__EXERCISE DETAILS__
Copy out every line holding the string "ConnectorInfo" from the records below.

[Items from a data source]
--------------------------------------------------
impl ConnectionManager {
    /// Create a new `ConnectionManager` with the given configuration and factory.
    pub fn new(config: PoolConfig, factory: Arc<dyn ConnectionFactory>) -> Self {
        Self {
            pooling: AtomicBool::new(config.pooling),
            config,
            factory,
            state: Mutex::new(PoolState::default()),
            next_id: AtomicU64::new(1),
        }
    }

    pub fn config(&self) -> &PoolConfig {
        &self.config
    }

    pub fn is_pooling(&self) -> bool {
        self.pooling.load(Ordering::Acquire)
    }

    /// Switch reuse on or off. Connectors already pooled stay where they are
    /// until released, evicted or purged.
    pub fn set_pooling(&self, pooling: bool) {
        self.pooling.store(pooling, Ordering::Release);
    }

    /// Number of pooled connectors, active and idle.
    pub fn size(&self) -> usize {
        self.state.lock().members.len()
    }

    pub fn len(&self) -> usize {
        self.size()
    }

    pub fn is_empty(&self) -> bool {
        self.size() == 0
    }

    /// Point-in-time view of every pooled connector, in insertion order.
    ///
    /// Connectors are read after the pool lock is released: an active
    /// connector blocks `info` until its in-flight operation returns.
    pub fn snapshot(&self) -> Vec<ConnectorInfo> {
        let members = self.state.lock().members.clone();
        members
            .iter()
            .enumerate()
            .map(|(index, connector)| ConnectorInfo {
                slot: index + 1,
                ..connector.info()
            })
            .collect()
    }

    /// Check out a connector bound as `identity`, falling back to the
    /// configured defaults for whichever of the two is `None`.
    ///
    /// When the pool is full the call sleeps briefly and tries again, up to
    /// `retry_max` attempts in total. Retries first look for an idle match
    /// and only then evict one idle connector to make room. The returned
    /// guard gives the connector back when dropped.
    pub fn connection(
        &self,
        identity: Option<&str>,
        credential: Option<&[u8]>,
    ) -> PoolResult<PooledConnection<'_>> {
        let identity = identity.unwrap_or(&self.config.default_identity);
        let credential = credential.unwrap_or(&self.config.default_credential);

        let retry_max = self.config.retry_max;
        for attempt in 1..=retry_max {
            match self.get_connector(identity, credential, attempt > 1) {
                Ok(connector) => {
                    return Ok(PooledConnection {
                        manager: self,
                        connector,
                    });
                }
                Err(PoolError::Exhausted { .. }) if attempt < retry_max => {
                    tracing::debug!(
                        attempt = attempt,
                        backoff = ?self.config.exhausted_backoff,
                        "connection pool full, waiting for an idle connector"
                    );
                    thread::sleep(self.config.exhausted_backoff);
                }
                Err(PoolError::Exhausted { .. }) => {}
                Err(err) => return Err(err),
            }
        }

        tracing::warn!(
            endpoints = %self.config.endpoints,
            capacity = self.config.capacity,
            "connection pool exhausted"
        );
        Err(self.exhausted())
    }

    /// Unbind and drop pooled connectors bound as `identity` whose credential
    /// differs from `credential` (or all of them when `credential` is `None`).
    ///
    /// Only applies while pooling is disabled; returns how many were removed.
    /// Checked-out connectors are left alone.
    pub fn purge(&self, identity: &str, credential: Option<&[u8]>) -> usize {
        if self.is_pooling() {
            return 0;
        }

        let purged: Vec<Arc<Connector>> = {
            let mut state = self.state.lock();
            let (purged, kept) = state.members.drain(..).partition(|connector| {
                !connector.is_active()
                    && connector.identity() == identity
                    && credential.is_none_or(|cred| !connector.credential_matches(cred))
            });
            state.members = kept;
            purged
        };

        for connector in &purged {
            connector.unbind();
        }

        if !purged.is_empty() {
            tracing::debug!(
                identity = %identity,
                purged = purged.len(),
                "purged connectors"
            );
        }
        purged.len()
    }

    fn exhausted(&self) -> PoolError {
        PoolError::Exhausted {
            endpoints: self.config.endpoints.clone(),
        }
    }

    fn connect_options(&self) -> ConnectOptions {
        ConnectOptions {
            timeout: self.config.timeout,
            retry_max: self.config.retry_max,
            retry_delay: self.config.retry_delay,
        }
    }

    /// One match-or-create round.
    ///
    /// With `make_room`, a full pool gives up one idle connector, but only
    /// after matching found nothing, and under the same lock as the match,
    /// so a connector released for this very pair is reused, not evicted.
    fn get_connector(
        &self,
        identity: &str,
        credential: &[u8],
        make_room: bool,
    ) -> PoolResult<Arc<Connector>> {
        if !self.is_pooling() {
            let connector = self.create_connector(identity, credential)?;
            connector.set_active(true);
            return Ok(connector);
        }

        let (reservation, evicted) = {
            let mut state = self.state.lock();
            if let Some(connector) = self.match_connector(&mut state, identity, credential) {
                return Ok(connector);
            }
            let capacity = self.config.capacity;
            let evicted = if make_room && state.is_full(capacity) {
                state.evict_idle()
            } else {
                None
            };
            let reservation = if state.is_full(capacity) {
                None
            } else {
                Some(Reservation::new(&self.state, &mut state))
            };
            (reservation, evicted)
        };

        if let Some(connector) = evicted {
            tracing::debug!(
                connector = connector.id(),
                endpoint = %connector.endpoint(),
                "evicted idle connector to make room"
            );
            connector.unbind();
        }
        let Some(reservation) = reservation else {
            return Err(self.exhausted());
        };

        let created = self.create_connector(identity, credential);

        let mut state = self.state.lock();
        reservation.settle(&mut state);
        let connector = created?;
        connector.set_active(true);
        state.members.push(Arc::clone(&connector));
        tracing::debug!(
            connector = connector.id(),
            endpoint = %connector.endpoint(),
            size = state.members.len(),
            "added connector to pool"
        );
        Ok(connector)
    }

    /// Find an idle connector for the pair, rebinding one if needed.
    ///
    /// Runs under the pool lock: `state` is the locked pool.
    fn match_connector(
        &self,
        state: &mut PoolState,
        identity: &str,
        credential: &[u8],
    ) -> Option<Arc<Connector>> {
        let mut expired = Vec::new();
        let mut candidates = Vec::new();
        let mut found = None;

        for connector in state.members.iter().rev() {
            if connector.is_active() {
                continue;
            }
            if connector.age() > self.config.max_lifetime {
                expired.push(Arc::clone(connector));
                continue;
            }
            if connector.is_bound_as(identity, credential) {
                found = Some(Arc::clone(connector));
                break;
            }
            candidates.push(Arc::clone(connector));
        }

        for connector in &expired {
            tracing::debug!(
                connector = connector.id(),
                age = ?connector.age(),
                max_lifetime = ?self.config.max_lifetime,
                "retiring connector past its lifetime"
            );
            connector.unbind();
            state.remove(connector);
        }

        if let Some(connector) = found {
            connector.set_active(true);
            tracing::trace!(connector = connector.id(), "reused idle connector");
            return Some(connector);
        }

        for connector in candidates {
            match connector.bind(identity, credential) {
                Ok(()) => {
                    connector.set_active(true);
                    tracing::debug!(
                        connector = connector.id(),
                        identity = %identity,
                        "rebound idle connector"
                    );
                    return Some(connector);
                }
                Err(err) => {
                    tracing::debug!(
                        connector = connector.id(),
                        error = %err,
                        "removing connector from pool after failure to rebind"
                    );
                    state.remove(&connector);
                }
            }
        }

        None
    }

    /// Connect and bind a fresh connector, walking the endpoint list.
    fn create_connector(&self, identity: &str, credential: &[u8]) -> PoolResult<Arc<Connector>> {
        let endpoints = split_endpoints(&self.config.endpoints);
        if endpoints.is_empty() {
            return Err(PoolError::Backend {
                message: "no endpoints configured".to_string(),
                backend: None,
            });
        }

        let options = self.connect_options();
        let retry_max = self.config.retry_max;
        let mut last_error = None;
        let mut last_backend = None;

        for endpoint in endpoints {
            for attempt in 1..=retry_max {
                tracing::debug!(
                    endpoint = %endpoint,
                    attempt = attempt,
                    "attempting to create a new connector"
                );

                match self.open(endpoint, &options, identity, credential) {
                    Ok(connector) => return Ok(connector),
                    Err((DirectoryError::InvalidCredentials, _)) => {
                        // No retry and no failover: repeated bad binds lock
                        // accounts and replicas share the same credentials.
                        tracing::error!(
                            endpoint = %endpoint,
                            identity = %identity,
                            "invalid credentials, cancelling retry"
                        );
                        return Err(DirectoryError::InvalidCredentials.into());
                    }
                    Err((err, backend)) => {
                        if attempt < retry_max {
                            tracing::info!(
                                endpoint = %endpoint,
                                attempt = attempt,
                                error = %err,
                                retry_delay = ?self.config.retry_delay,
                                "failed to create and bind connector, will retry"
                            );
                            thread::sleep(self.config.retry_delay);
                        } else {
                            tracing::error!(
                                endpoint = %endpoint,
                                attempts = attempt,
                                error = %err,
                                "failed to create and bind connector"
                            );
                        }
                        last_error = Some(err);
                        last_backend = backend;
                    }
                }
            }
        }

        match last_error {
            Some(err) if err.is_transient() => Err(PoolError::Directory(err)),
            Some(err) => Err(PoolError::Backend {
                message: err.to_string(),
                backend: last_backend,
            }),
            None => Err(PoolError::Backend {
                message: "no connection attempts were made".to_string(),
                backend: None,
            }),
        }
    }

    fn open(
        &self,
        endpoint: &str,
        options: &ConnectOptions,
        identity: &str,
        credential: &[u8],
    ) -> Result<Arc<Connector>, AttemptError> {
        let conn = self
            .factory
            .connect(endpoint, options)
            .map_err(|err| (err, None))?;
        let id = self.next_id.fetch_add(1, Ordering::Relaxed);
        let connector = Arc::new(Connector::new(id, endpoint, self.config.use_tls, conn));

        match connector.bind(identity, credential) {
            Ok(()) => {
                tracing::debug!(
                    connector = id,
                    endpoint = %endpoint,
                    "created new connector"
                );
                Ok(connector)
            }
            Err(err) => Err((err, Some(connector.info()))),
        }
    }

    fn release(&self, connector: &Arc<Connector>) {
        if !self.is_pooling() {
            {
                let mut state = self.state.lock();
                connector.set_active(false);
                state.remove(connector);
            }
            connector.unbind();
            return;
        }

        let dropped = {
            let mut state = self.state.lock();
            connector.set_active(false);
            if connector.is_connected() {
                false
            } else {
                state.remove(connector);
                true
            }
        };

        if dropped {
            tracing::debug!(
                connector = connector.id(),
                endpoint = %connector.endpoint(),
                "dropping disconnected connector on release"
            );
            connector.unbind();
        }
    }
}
--------------------------------------------------
__ANSWER SPACE__
    pub fn snapshot(&self) -> Vec<ConnectorInfo> {
            .map(|(index, connector)| ConnectorInfo {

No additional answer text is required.